Vizslas have a short-coat with a very distinguished, lean appearance. The vizsla has a noble appearance and is well proportioned. They are often very muscular and stoic — even statuesque at times in their stance. The viszla is an attractive dog who wins out often at dog shows.
They are robust but lightly built with strong jaws and well-developed teeth. Their floppy ears make for an adorable face coated in their reddened fur. Their coat color is a golden-rust with short, smooth hair. Since their hair is so short and their body so lean, they should not be left outside during the winter months.

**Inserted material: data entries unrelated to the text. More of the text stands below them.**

impl StayFilters {
    fn is_empty(&self) -> bool {
        self.star_rating.is_none()
            && self.price_min.is_none()
            && self.price_max.is_none()
            && self.accommodation_type.is_none()
    }

    fn describe(&self) -> String {
        let mut parts = Vec::new();
        if let Some(stars) = self.star_rating {
            parts.push(format!("{} stars", stars));
        }
        if let Some(min) = self.price_min {
            parts.push(format!("min price: ${}", min));
        }
        if let Some(max) = self.price_max {
            parts.push(format!("max price: ${}", max));
        }
        if let Some(t) = &self.accommodation_type {
            parts.push(format!("type: {}", t));
        }
        parts.join(", ")
    }
}

/// Service for accommodation search and details
pub struct BookingService {
    api_key: Option<String>,
    geocoder: Arc<Geocoder>,
    client: UpstreamClient,
}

Vizsla temperament & training
Breed is not a reliable indicator of temperament, however, the vizsla breed is generally described as gentle, affectionate, energetic, and eager. They have the nickname velcro vizsla as they become very attached to their owner. Most vizslas can be stubborn, but others can tend to be timid. They are sensitive and also protective and can be a good watchdog.
The purebred vizsla is a hunting dog by design. They are built to locate, point, and retrieve game. He is lively and affectionate to his people and possesses an above-average ability to take training.

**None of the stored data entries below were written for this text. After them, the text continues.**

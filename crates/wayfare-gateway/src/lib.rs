//! wayfare-gateway — HTTP chat gateway for the wayfare travel assistant
//!
//! The main application: clients POST chat messages, the assistant pipeline
//! routes them to specialist agents, and per-session history provides
//! conversation memory.

pub mod auth;
pub mod protocol;
pub mod server;
pub mod session;

pub use server::GatewayServer;
pub use session::SessionManager;
//! wayfare-core — the brain of the wayfare travel assistant
//!
//! This crate provides:
//! - The assistant pipeline: input guardrail, capability routing, specialist
//!   dispatch with a single handoff bounce
//! - Anthropic API client with full tool use loop support
//! - Tool registry plus remote tools proxied to standalone tool servers
//! - System prompt building with per-session conversation memory

pub mod agent;
pub mod api;
pub mod context;
pub mod guardrail;
pub mod router;
pub mod tools;
pub mod types;

// Re-export main types for convenience
pub use agent::{Assistant, ERROR_MESSAGE, Specialist};
pub use api::{ApiClient, ApiMessage, ApiResponse, ContentBlock, MessageContent, ToolDefinition};
pub use context::build_system_prompt;
pub use guardrail::{GuardrailConfig, GuardrailDecision, REFUSAL_MESSAGE, TravelCheck};
pub use router::{CLARIFICATION_MESSAGE, Route, RouterConfig};
pub use tools::remote::{RemoteTool, ToolServerClient, registry_from_server};
pub use tools::{ToolExecutor, ToolHandler, ToolRegistry};
pub use types::{AgentKind, ChatTurn, TravelReply, TravelRequest, TurnRole};

#[cfg(test)]
mod tests {
    use super::*;

    #[test]
    fn test_crate_exports() {
        // Just verify that all main types are exported
        let _ = std::mem::size_of::<Assistant>();
        let _ = std::mem::size_of::<ApiClient>();
        let _ = std::mem::size_of::<ToolRegistry>();
        let _ = std::mem::size_of::<TravelRequest>();
        let _ = std::mem::size_of::<TravelReply>();
    }
}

These dogs mature slowly and may be four years old before they are fully mature. Early socialization is recommended and should continue throughout their entire life. Always use positive reinforcement training methods.
Vizsla dog grooming
Vizslas have a short, smooth coat and no undercoat which means they have minimal grooming needs. Use a rubber grooming brush on occasion to remove loose hair and give them an occasional bath as needed. Check and clean their ears regularly as wax can build up and the ears can get infected.
Vizsla exercise & health
Vizslas are high-energy dogs who need daily exercise. The vizsla thrives as part of an active family and they make great companions for active owners who spend a lot of time outdoors. It is best not to let these dogs off-leash in open spaces, but they do need the opportunity to run in a safe enclosure. Vizslas need mental stimulation as well, so incorporate training into their daily routine.

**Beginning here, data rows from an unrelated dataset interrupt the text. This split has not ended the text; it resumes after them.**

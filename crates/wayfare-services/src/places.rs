//! Places service — nearby search and recommendations via the Google Places
//! API. Requires `GOOGLE_PLACES_API_KEY`.

use serde_json::Value;
use std::sync::Arc;
use tracing::debug;

use crate::geo::{Coordinates, Geocoder, haversine_km};
use crate::http::{ServiceError, UpstreamClient};

pub const GOOGLE_PLACES_API_BASE_URL: &str = "https://maps.googleapis.com/maps/api/place";

const NEARBY_SEARCH_ENDPOINT: &str = "/nearbysearch/json";

const DEFAULT_LANGUAGE: &str = "en";

/// Search radius bounds in meters
pub const MAX_SEARCH_RADIUS_M: u32 = 50_000;
pub const DEFAULT_RADIUS_M: u32 = 5_000;

pub const DEFAULT_RESULTS_LIMIT: usize = 20;
const MAX_RESULTS_LIMIT: usize = 60;
const MIN_RESULTS_LIMIT: usize = 5;

/// Place types accepted by `search_places` (Google Places categories)
const PLACE_TYPES: &[&str] = &[
    // Attractions & entertainment
    "tourist_attraction",
    "amusement_park",
    "aquarium",
    "art_gallery",
    "museum",
    "zoo",
    "casino",
    "movie_theater",
    "night_club",
    // Food & dining
    "restaurant",
    "cafe",
    "bar",
    "bakery",
    "meal_takeaway",
    // Shopping
    "shopping_mall",
    "store",
    "clothing_store",
    "book_store",
    // Accommodation
    "lodging",
    // Transportation
    "airport",
    "bus_station",
    "subway_station",
    "train_station",
    // Nature & outdoor
    "park",
    "campground",
    "rv_park",
    // Religious & cultural
    "church",
    "hindu_temple",
    "mosque",
    "synagogue",
    // Health & services
    "hospital",
    "pharmacy",
    "bank",
    "atm",
    "gas_station",
];

const PRICE_LEVELS: &[(&str, u8)] = &[
    ("free", 0),
    ("inexpensive", 1),
    ("moderate", 2),
    ("expensive", 3),
    ("very_expensive", 4),
];

/// Weather condition → place types worth recommending
const WEATHER_PLACE_MAPPING: &[(&str, &[&str])] = &[
    ("sunny", &["park", "tourist_attraction", "zoo", "amusement_park"]),
    ("rainy", &["museum", "art_gallery", "shopping_mall", "movie_theater", "aquarium"]),
    ("cloudy", &["tourist_attraction", "museum", "restaurant", "cafe"]),
    ("snowy", &["museum", "shopping_mall", "restaurant", "cafe", "art_gallery"]),
    ("windy", &["museum", "shopping_mall", "restaurant", "cafe"]),
    ("hot", &["aquarium", "museum", "shopping_mall", "movie_theater", "cafe"]),
    ("cold", &["museum", "restaurant", "shopping_mall", "movie_theater", "bar"]),
];

/// How far a traveler is willing to go, and what fits in that range
#[derive(Debug, Clone, Copy, PartialEq, Eq)]
pub enum TravelMode {
    Walking,
    ShortDrive,
    DayTrip,
    Extended,
}

impl TravelMode {
    pub fn from_string(s: &str) -> Option<Self> {
        match s.to_lowercase().as_str() {
            "walking" => Some(Self::Walking),
            "short_drive" => Some(Self::ShortDrive),
            "day_trip" => Some(Self::DayTrip),
            "extended" => Some(Self::Extended),
            _ => None,
        }
    }

    pub fn radius_m(self) -> u32 {
        match self {
            Self::Walking => 2_000,
            Self::ShortDrive => 10_000,
            Self::DayTrip => 50_000,
            Self::Extended => 100_000,
        }
    }

    fn place_types(self) -> &'static [&'static str] {
        match self {
            Self::Walking => &["restaurant", "cafe", "store", "park"],
            Self::ShortDrive => &["tourist_attraction", "museum", "shopping_mall"],
            Self::DayTrip => &["amusement_park", "zoo", "tourist_attraction", "park"],
            Self::Extended => &["tourist_attraction", "lodging", "airport"],
        }
    }

    fn label(self) -> &'static str {
        match self {
            Self::Walking => "Walking",
            Self::ShortDrive => "Short Drive",
            Self::DayTrip => "Day Trip",
            Self::Extended => "Extended",
        }
    }
}

fn travel_mode_names() -> &'static str {
    "walking, short_drive, day_trip, extended"
}

fn weather_place_types(condition: &str) -> Option<&'static [&'static str]> {
    let lower = condition.to_lowercase();
    WEATHER_PLACE_MAPPING
        .iter()
        .find(|(name, _)| *name == lower)
        .map(|(_, types)| *types)
}

fn weather_condition_names() -> String {
    WEATHER_PLACE_MAPPING
        .iter()
        .map(|(name, _)| *name)
        .collect::<Vec<_>>()
        .join(", ")
}

/// Search parameters for `search_places`
#[derive(Debug, Clone)]
pub struct PlaceQuery {
    pub place_type: Option<String>,
    pub radius_m: u32,
    pub limit: usize,
    pub min_rating: Option<f64>,
    pub price_level: Option<String>,
}

impl Default for PlaceQuery {
    fn default() -> Self {
        Self {
            place_type: None,
            radius_m: DEFAULT_RADIUS_M,
            limit: DEFAULT_RESULTS_LIMIT,
            min_rating: None,
            price_level: None,
        }
    }
}

/// Service for place discovery and recommendations
pub struct PlacesService {
    api_key: Option<String>,
    geocoder: Arc<Geocoder>,
    client: UpstreamClient,
}

impl PlacesService {
    pub fn new(api_key: Option<String>, geocoder: Arc<Geocoder>) -> Self {
        Self {
            api_key: api_key.filter(|k| !k.is_empty()),
            geocoder,
            client: UpstreamClient::new(),
        }
    }

    pub fn has_api_key(&self) -> bool {
        self.api_key.is_some()
    }

    fn require_key(&self) -> Result<&str, ServiceError> {
        self.api_key.as_deref().ok_or(ServiceError::MissingApiKey {
            service: "Google Places API",
        })
    }

    /// Search for places around a location, formatted for the traveler
    pub async fn search(&self, location: &str, query: &PlaceQuery) -> Result<String, ServiceError> {
        self.require_key()?;
        validate_query(query)?;
        let coords = self.geocoder.resolve(location).await?;
        let places = self.search_data(coords, query).await?;
        Ok(format_places_results(location, &places, query.place_type.as_deref()))
    }

    /// Search for places and return structured data (used by the planner)
    pub async fn search_data(
        &self,
        coords: Coordinates,
        query: &PlaceQuery,
    ) -> Result<Vec<Value>, ServiceError> {
        let key = self.require_key()?.to_string();
        validate_query(query)?;

        let mut params = vec![
            ("location", format!("{},{}", coords.latitude, coords.longitude)),
            ("radius", query.radius_m.min(MAX_SEARCH_RADIUS_M).to_string()),
            ("key", key),
            ("language", DEFAULT_LANGUAGE.to_string()),
        ];

        if let Some(place_type) = &query.place_type {
            params.push(("type", place_type.clone()));
        }
        if let Some(level) = query
            .price_level
            .as_deref()
            .and_then(|l| PRICE_LEVELS.iter().find(|(n, _)| *n == l))
        {
            params.push(("maxprice", level.1.to_string()));
            params.push(("minprice", "0".to_string()));
        }

        let url = format!("{}{}", GOOGLE_PLACES_API_BASE_URL, NEARBY_SEARCH_ENDPOINT);
        let response = self.client.get_json(&url, &params).await?;

        let mut places = response
            .get("results")
            .and_then(|v| v.as_array())
            .cloned()
            .unwrap_or_default();

        if let Some(min_rating) = query.min_rating {
            places.retain(|p| rating_of(p).unwrap_or(0.0) >= min_rating);
        }

        places.truncate(query.limit);
        debug!("Places search returned {} results", places.len());
        Ok(places)
    }

    /// Recommend places that fit a weather condition
    pub async fn recommend_by_weather(
        &self,
        location: &str,
        weather_condition: &str,
        max_distance_m: u32,
        limit: usize,
    ) -> Result<String, ServiceError> {
        self.require_key()?;

        let Some(recommended_types) = weather_place_types(weather_condition) else {
            return Err(ServiceError::InvalidInput(format!(
                "Weather condition '{}' not supported. Available: {}",
                weather_condition,
                weather_condition_names()
            )));
        };

        let coords = self.geocoder.resolve(location).await?;
        let mut recommendations = Vec::new();

        for place_type in recommended_types {
            let query = PlaceQuery {
                place_type: Some(place_type.to_string()),
                radius_m: max_distance_m,
                limit: 3, // top few per category
                ..Default::default()
            };
            match self.search_data(coords, &query).await {
                Ok(places) => {
                    for mut place in places {
                        if let Some(obj) = place.as_object_mut() {
                            obj.insert("category".to_string(), Value::from(*place_type));
                        }
                        recommendations.push(place);
                    }
                }
                Err(e) => debug!("Skipping category {}: {}", place_type, e),
            }
        }

        sort_by_rating(&mut recommendations);
        recommendations.truncate(limit);
        Ok(format_category_recommendations(
            &recommendations,
            &format!(
                "Places recommended for {} weather in {}",
                weather_condition, location
            ),
            &format!(
                "No places found for {} weather in {}",
                weather_condition, location
            ),
            false,
        ))
    }

    /// Recommend places within reach of a travel mode
    pub async fn recommend_by_distance(
        &self,
        location: &str,
        travel_mode: &str,
        limit: usize,
    ) -> Result<String, ServiceError> {
        self.require_key()?;

        let Some(mode) = TravelMode::from_string(travel_mode) else {
            return Err(ServiceError::InvalidInput(format!(
                "Travel mode '{}' not supported. Available: {}",
                travel_mode,
                travel_mode_names()
            )));
        };

        let coords = self.geocoder.resolve(location).await?;
        let mut recommendations = Vec::new();

        for place_type in mode.place_types() {
            let query = PlaceQuery {
                place_type: Some(place_type.to_string()),
                radius_m: mode.radius_m().min(MAX_SEARCH_RADIUS_M),
                limit: 2,
                ..Default::default()
            };
            match self.search_data(coords, &query).await {
                Ok(places) => {
                    for mut place in places {
                        let distance = place_coordinates(&place)
                            .map(|p| haversine_km(coords, p))
                            .unwrap_or(0.0);
                        if let Some(obj) = place.as_object_mut() {
                            obj.insert("category".to_string(), Value::from(*place_type));
                            obj.insert(
                                "distance_km".to_string(),
                                Value::from((distance * 10.0).round() / 10.0),
                            );
                        }
                        recommendations.push(place);
                    }
                }
                Err(e) => debug!("Skipping category {}: {}", place_type, e),
            }
        }

        sort_by_rating(&mut recommendations);
        recommendations.truncate(limit);
        Ok(format_category_recommendations(
            &recommendations,
            &format!("Places recommended for {} from {}", mode.label(), location),
            &format!("No places found for {} from {}", mode.label(), location),
            true,
        ))
    }
}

The expected lifespan of the Hungarian vizsla is 14 years. There are some health conditions common to the breed including hip dysplasia, eye disorders, epilepsy, and allergies. A reputable breeder will test their breeding stock and puppies for hereditary health problems.
A vizsla puppy will typically reach their full, adult height by the time they are 12 months old, but will continue to fill out and may not reach their full weight until they are about 18 months old. When you purchase a puppy from a breeder who is a member of the Vizsla Club of America, be sure to ask about a complimentary membership to the organization.